As he and Boifava rode into the Stadio Atleti Azzurri d’Italia, Merckx cried and 25,000 people applauded. He crossed the line and could barely blubber a few words of apology in Boifava’s ear. He then turned to the journalists and admitted, ‘It went badly, really badly. I kidded myself about my strength. I started really fast, trying to beat the record, then I collapsed suddenly. Boifava was amazing…it was me who got it all wrong.’ As his Faema directeur sportif Marino Vigna placed a hand on his shoulder, above the continuing ovation, Merckx mustered enough humour for a sardonic observation. ‘You see, Marino, the only way I can get people to like me is by losing…’

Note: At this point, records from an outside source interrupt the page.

//! Applies inbound replication frames under LWW (§3, §4.3): decode, drop
//! self-originated and duplicate events, reject events too far in the
//! future, then hand the rest to the storage engine.

use std::collections::{HashSet, VecDeque};
use std::sync::Arc;
use std::sync::Mutex;
use std::time::{SystemTime, UNIX_EPOCH};

use log::{debug, warn};

use crate::anti_entropy::PeerRegistry;
use crate::metrics::{inc, Metrics};
use crate::model::ChangeEvent;
use crate::store::StorageEngine;

/// Bound on the self-originated/duplicate dedup window. Generous relative
/// to any plausible in-flight replication burst on a mobile link.
const DEDUP_WINDOW: usize = 4096;

pub struct ReplicationSubscriber {
    store: Arc<dyn StorageEngine>,
    node_id: String,
    skew_max_future_ms: u64,
    metrics: Arc<Metrics>,
    peers: Arc<PeerRegistry>,
    seen_order: Mutex<VecDeque<(String, u64)>>,
    seen_set: Mutex<HashSet<(String, u64)>>,
}

impl ReplicationSubscriber {
    pub fn new(store: Arc<dyn StorageEngine>, node_id: impl Into<String>, skew_max_future_ms: u64, metrics: Arc<Metrics>, peers: Arc<PeerRegistry>) -> Self {
        Self {
            store,
            node_id: node_id.into(),
            skew_max_future_ms,
            metrics,
            peers,
            seen_order: Mutex::new(VecDeque::with_capacity(DEDUP_WINDOW)),
            seen_set: Mutex::new(HashSet::with_capacity(DEDUP_WINDOW)),
        }
    }

    fn now_ms() -> u64 {
        SystemTime::now().duration_since(UNIX_EPOCH).unwrap().as_millis() as u64
    }

    /// `true` if this is the first time the dedup key has been seen in the
    /// current window; marks it seen regardless.
    fn mark_seen(&self, key: (String, u64)) -> bool {
        let mut set = self.seen_set.lock().unwrap();
        if !set.insert(key.clone()) {
            return false;
        }
        let mut order = self.seen_order.lock().unwrap();
        order.push_back(key);
        if order.len() > DEDUP_WINDOW {
            if let Some(oldest) = order.pop_front() {
                set.remove(&oldest);
            }
        }
        true
    }

    /// Decode and apply one raw replication frame.
    pub fn apply_frame(&self, bytes: &[u8]) {
        let event = match ChangeEvent::from_canonical_cbor(bytes) {
            Ok(e) => e,
            Err(e) => {
                warn!("failed to decode replication frame: {e}");
                inc!(self.metrics.replication_decode_errors);
                return;
            }
        };
        self.apply_event(event);
    }

    fn apply_event(&self, event: ChangeEvent) {
        if event.node_id == self.node_id {
            inc!(self.metrics.replication_dropped_self);
            return;
        }
        self.peers.observe(&event.node_id, &self.node_id);
        if !self.mark_seen(event.dedup_key()) {
            inc!(self.metrics.replication_dropped_duplicate);
            return;
        }
        let now = Self::now_ms();
        if event.timestamp_ms > now + self.skew_max_future_ms {
            warn!("dropping replication event for {} with future timestamp {}", event.key, event.timestamp_ms);
            inc!(self.metrics.replication_dropped_skew);
            return;
        }

        let entry = event.to_storage_entry();
        if let Err(e) = entry.validate_sizes() {
            warn!("dropping oversize replication event for {}: {e}", event.key);
            return;
        }
        match self.store.apply(entry) {
            Ok(true) => {
                inc!(self.metrics.replication_applied);
                debug!("applied replication event for {}", event.key);
            }
            Ok(false) => {
                debug!("replication event for {} outranked by existing entry", event.key);
            }
            Err(e) => warn!("failed to apply replication event for {}: {e}", event.key),
        }
    }
}

#[cfg(test)]
mod tests {
    use super::*;
    use crate::model::StorageEntry;
    use crate::store::MemoryEngine;

    fn subscriber(node_id: &str) -> ReplicationSubscriber {
        ReplicationSubscriber::new(Arc::new(MemoryEngine::new()), node_id, 300_000, Arc::new(Metrics::default()), Arc::new(PeerRegistry::new(Vec::new())))
    }

    #[test]
    fn drops_self_originated_events() {
        let sub = subscriber("node-a");
        let entry = StorageEntry::new_set("k".into(), "v".into(), 1000, "node-a".into(), 1);
        sub.apply_event(entry.to_change_event());
        assert_eq!(sub.metrics.replication_dropped_self.load(std::sync::atomic::Ordering::Relaxed), 1);
        assert!(sub.store.get("k").is_none());
    }

    #[test]
    fn remote_events_populate_the_peer_registry() {
        let sub = subscriber("node-a");
        let entry = StorageEntry::new_set("k".into(), "v".into(), 1000, "node-b".into(), 1);
        sub.apply_event(entry.to_change_event());
        assert_eq!(sub.peers.snapshot(), vec!["node-b".to_string()]);
    }

    #[test]
    fn applies_remote_event_under_lww() {
        let sub = subscriber("node-a");
        let entry = StorageEntry::new_set("k".into(), "v".into(), 1000, "node-b".into(), 1);
        sub.apply_event(entry.to_change_event());
        let stored = sub.store.get("k").unwrap();
        assert_eq!(stored.value.as_deref(), Some("v"));
    }

    #[test]
    fn drops_duplicate_events() {
        let sub = subscriber("node-a");
        let entry = StorageEntry::new_set("k".into(), "v".into(), 1000, "node-b".into(), 1);
        sub.apply_event(entry.to_change_event());
        sub.apply_event(entry.to_change_event());
        assert_eq!(sub.metrics.replication_dropped_duplicate.load(std::sync::atomic::Ordering::Relaxed), 1);
    }

    #[test]
    fn drops_future_skewed_events() {
        let sub = subscriber("node-a");
        let far_future = ReplicationSubscriber::now_ms() + 10_000_000;
        let entry = StorageEntry::new_set("k".into(), "v".into(), far_future, "node-b".into(), 1);
        sub.apply_event(entry.to_change_event());
        assert_eq!(sub.metrics.replication_dropped_skew.load(std::sync::atomic::Ordering::Relaxed), 1);
        assert!(sub.store.get("k").is_none());
    }
}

‘The Italian fans had turned on him a bit after Savona,’ Vigna explains now. ‘Gimondi’s camp really destroyed a lot of the goodwill
the
Italians felt towards Eddy. Part of it wasn’t their fault; the Italians were always going to resent a foreigner. But they also came up with a different excuse every time he beat them, instead of recognising his brilliant performances for what they were.’
Perhaps it was no coincidence then, that in Gimondi’s home town, the
tifosi
warmed to the uncommon spectacle of Merckx suffering on a bike. Boifava conceded that he had ‘probably lost my only opportunity to win the Baracchi’, while also understanding that the race had come too soon for Merckx. Months later his own career would be badly affected by a crash in training which left him in a coma for ten days. He went on to win a handful of races before retiring at age 31 in 1978, but would forever be remembered as ‘the man who made Eddy Merckx cry’.
As far as Boifava and plenty of others were concerned, Merckx would be back to his tyrannical former self, if not in the last criteriums before the end of the ’69 season, then at least in the New Year. How could they be so sure? Merckx wished he knew, because that comment about Blois one day being ‘just a bad memory’ betrayed not only his, but every athlete’s, gravest anxiety. In Bergamo, his head throbbed. Were these the occasional, permanent symptoms that doctor in Blois had warned him about, or just the born winner’s psychosomatic rejection of heavy defeat? What if ignoring the doctor’s advice to leave it a few more days, perhaps even weeks, before getting back on his bike had been a dire mistake? Hadn’t people been telling him for years not to be so headstrong, so hasty?